Rep. Markey made that comment after listening to testimony from the widows of two workers killed in the tragic explosion. Natalie Roshto of Liberty, Miss., and Courtney Kemp of Jonesville, La., told an Energy and Commerce subcommittee last month that the maritime law unfairly limits how much money companies must pay in employee deaths at sea. Their husbands, Shane Roshto and Roy Wyatt Kemp, worked for Transocean Ltd., which owned the Deepwater Horizon oil rig. BP PLC operated the rig, which under maritime law was considered an ocean-going vessel and registered under the flag of the Marshall Islands, a small island chain in the Pacific Ocean. As we all know, 11 innocent men were tragically killed in the explosion.
Congress should also repeal the law on maritime deaths retroactively, which would affect the deaths in the gulf. Congress clearly has an obligation to fix the law. Rep. Markey was correct when he said Congress never intended to limit the amounts families could recover under circumstances like these. But many of the laws passed by Congress over the years favor wrongdoers and penalize their victims. Lobbyists for the special interests have pretty much had their way.
Rep. Charlie Melancon (D-LA) called the law “egregious” and said it has to be changed. According to Rep. Bart Stupak, (D-MI), chairman of the oversight and investigations subcommittee, the field hearing was intended to draw attention to the local effects of the oil spill, which still remains uncapped and is the largest spill in U.S. history. Nine lawmakers – seven Democrats and two Republicans – attended a four-hour hearing held at the St. Bernard Parish government building near New Orleans.

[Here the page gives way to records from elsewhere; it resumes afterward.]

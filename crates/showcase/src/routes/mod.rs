//! HTTP route handlers.
//!
//! # Route Structure
//!
//! ```text
//! GET  /                  - Home page (role selection)
//! GET  /set_role/{role}   - Choose the user role, or go to admin login
//!
//! # Auth
//! GET  /login             - Admin login page
//! POST /login             - Admin login action
//! GET  /logout            - Clear the session
//!
//! # Products (requires a role)
//! GET  /products          - Product listing
//! GET  /upload            - Upload form
//! POST /upload            - Upload action (multipart)
//!
//! # Viewer
//! GET  /viewer/{model}    - 3D viewer for a model file
//! ```

pub mod auth;
pub mod home;
pub mod products;
pub mod upload;
pub mod viewer;

use axum::{Router, extract::DefaultBodyLimit, routing::get};

use crate::state::AppState;

/// Create the main application routes.
///
/// `max_upload_bytes` bounds the request body accepted by `POST /upload`.
pub fn routes(max_upload_bytes: usize) -> Router<AppState> {
    Router::new()
        .route("/", get(home::index))
        .route("/set_role/{role}", get(auth::set_role))
        .route("/login", get(auth::login_page).post(auth::login))
        .route("/logout", get(auth::logout))
        .route("/products", get(products::index))
        .route(
            "/upload",
            get(upload::form)
                .post(upload::submit)
                .layer(DefaultBodyLimit::max(max_upload_bytes)),
        )
        .route("/viewer/{model}", get(viewer::show))
}
use std::{collections::BTreeSet, slice::Iter};

use derive_more::{AsRef, Display, Into};
use strum::{AsRefStr, EnumString};

use crate::{Equipment, Level, ParseError, Property};

#[derive(Debug, Clone, PartialEq, Eq)]
pub struct UserProfile {
    pub name: Name,
    pub goal: Goal,
    pub experience: Level,
    pub equipment: BTreeSet<Equipment>,
    pub days_per_week: DaysPerWeek,
}

impl UserProfile {
    /// Builds a profile from wire tokens, failing on the first invalid field.
    pub fn new(
        name: &str,
        goal: &str,
        experience: &str,
        equipment: &[impl AsRef<str>],
        days_per_week: i64,
    ) -> Result<Self, ProfileError> {
        let name = Name::new(name)?;
        let goal = Goal::from_token(goal)?;
        let experience = Level::from_token(experience)?;
        let equipment = equipment
            .iter()
            .map(|token| Equipment::from_token(token.as_ref()))
            .collect::<Result<BTreeSet<_>, _>>()?;

        if equipment.is_empty() {
            return Err(ProfileError::NoEquipment);
        }

        Ok(Self {
            name,
            goal,
            experience,
            equipment,
            days_per_week: DaysPerWeek::new(days_per_week)?,
        })
    }
}

#[derive(thiserror::Error, Debug, Clone, PartialEq, Eq)]
pub enum ProfileError {
    #[error(transparent)]
    Name(#[from] NameError),
    #[error(transparent)]
    Parse(#[from] ParseError),
    #[error(transparent)]
    DaysPerWeek(#[from] DaysPerWeekError),
    #[error("Equipment must contain at least one entry (use \"bodyweight\" for none)")]
    NoEquipment,
}

#[derive(AsRef, Debug, Display, Clone, PartialEq, Eq, PartialOrd, Ord)]
pub struct Name(String);

impl Name {
    pub fn new(name: &str) -> Result<Self, NameError> {
        let trimmed_name = name.trim();

        if trimmed_name.is_empty() {
            return Err(NameError::Empty);
        }

        let len = trimmed_name.chars().count();

        if len > 100 {
            return Err(NameError::TooLong(len));
        }

        Ok(Name(trimmed_name.to_string()))
    }
}

#[derive(thiserror::Error, Debug, Clone, PartialEq, Eq)]
pub enum NameError {
    #[error("Client name must not be empty")]
    Empty,
    #[error("Client name must be 100 characters or fewer ({0} > 100)")]
    TooLong(usize),
}

#[derive(Debug, Display, Clone, Copy, Into, PartialEq, Eq, PartialOrd, Ord)]
pub struct DaysPerWeek(u32);

impl DaysPerWeek {
    pub fn new(value: i64) -> Result<Self, DaysPerWeekError> {
        match u32::try_from(value) {
            Ok(days @ 1..=7) => Ok(Self(days)),
            _ => Err(DaysPerWeekError::OutOfRange(value)),
        }
    }
}

#[derive(thiserror::Error, Debug, Clone, PartialEq, Eq)]
pub enum DaysPerWeekError {
    #[error("Days per week must be in the range 1 to 7 ({0})")]
    OutOfRange(i64),
}

#[derive(AsRefStr, EnumString, Clone, Copy, Debug, Eq, Hash, PartialEq)]
#[strum(serialize_all = "snake_case")]
pub enum Goal {
    WeightLoss,
    MuscleGain,
    Endurance,
    Strength,
    Flexibility,
}

impl Property for Goal {
    const KIND: &'static str = "goal";

    fn iter() -> Iter<'static, Goal> {
        static GOAL: [Goal; 5] = [
            Goal::WeightLoss,
            Goal::MuscleGain,
            Goal::Endurance,
            Goal::Strength,
            Goal::Flexibility,
        ];
        GOAL.iter()
    }

    fn name(self) -> &'static str {
        match self {
            Goal::WeightLoss => "Weight Loss",
            Goal::MuscleGain => "Muscle Gain",
            Goal::Endurance => "Endurance",
            Goal::Strength => "Strength",
            Goal::Flexibility => "Flexibility",
        }
    }
}
use std::collections::BTreeSet;

use log::debug;
use rand::{Rng, seq::IndexedRandom};

use crate::{Equipment, ExerciseFilter, ExerciseTemplate, ExerciseType, Level, MuscleGroup};

/// Logical position of an exercise within a session.
#[derive(Clone, Copy, Debug, Eq, Hash, PartialEq)]
pub enum Role {
    Push,
    Pull,
    Legs,
    Core,
    Warmup,
    Cooldown,
}

impl Role {
    #[must_use]
    pub fn exercise_type(self) -> ExerciseType {
        match self {
            Role::Push | Role::Pull | Role::Legs | Role::Core => ExerciseType::Main,
            Role::Warmup => ExerciseType::Warmup,
            Role::Cooldown => ExerciseType::Cooldown,
        }
    }

    /// Primary and secondary muscle group with the number of exercises drawn
    /// from each before topping up.
    fn balance(self) -> Option<[(MuscleGroup, usize); 2]> {
        match self {
            Role::Push => Some([(MuscleGroup::Chest, 2), (MuscleGroup::Shoulders, 1)]),
            Role::Pull => Some([(MuscleGroup::Back, 2), (MuscleGroup::Arms, 1)]),
            Role::Legs | Role::Core | Role::Warmup | Role::Cooldown => None,
        }
    }

    fn filter(self, equipment: &BTreeSet<Equipment>, level: Level) -> ExerciseFilter {
        let filter = ExerciseFilter::new(equipment).exercise_type(self.exercise_type());
        match self {
            Role::Push | Role::Pull => filter.level(level),
            Role::Legs => filter.level(level).muscle_group(MuscleGroup::Legs),
            Role::Core => filter.level(level).muscle_group(MuscleGroup::Core),
            Role::Warmup | Role::Cooldown => filter,
        }
    }
}

/// Picks up to `count` distinct exercises for `role`.
///
/// Fewer exercises are returned if the catalog does not offer enough
/// eligible ones.
pub fn select<'a, R: Rng + ?Sized>(
    catalog: &'a [ExerciseTemplate],
    equipment: &BTreeSet<Equipment>,
    level: Level,
    role: Role,
    count: usize,
    rng: &mut R,
) -> Vec<&'a ExerciseTemplate> {
    let filter = role.filter(equipment, level);
    let selected = match role.balance() {
        Some(balance) => select_balanced(catalog, &filter, balance, count, rng),
        None => filter
            .exercises(catalog)
            .choose_multiple(rng, count)
            .copied()
            .collect(),
    };

    if selected.len() < count {
        debug!(
            "only {} of {count} {role:?} exercises available for {level:?}",
            selected.len()
        );
    }

    selected
}

fn select_balanced<'a, R: Rng + ?Sized>(
    catalog: &'a [ExerciseTemplate],
    filter: &ExerciseFilter,
    balance: [(MuscleGroup, usize); 2],
    count: usize,
    rng: &mut R,
) -> Vec<&'a ExerciseTemplate> {
    let groups = balance.map(|(muscle_group, _)| {
        filter
            .clone()
            .muscle_group(muscle_group)
            .exercises(catalog)
    });
    let mut selected = Vec::with_capacity(count);

    for ((_, quota), candidates) in balance.iter().zip(&groups) {
        let amount = (*quota).min(count.saturating_sub(selected.len()));
        selected.extend(candidates.choose_multiple(rng, amount).copied());
    }

    let remaining = groups
        .concat()
        .into_iter()
        .filter(|e| !selected.contains(e))
        .collect::<Vec<_>>();
    let missing = count.saturating_sub(selected.len());
    selected.extend(remaining.choose_multiple(rng, missing).copied());

    selected
}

The two young women told the panel that their husbands had told them in the weeks before the explosion about problems they were having in controlling the well. Mrs. Roshto testified that her husband was especially worried about “all the mud they were losing” from the well. Both women said the crews were feeling the pressure to deliver oil more quickly. The members of Congress should listen to the pleas of these women and change the law.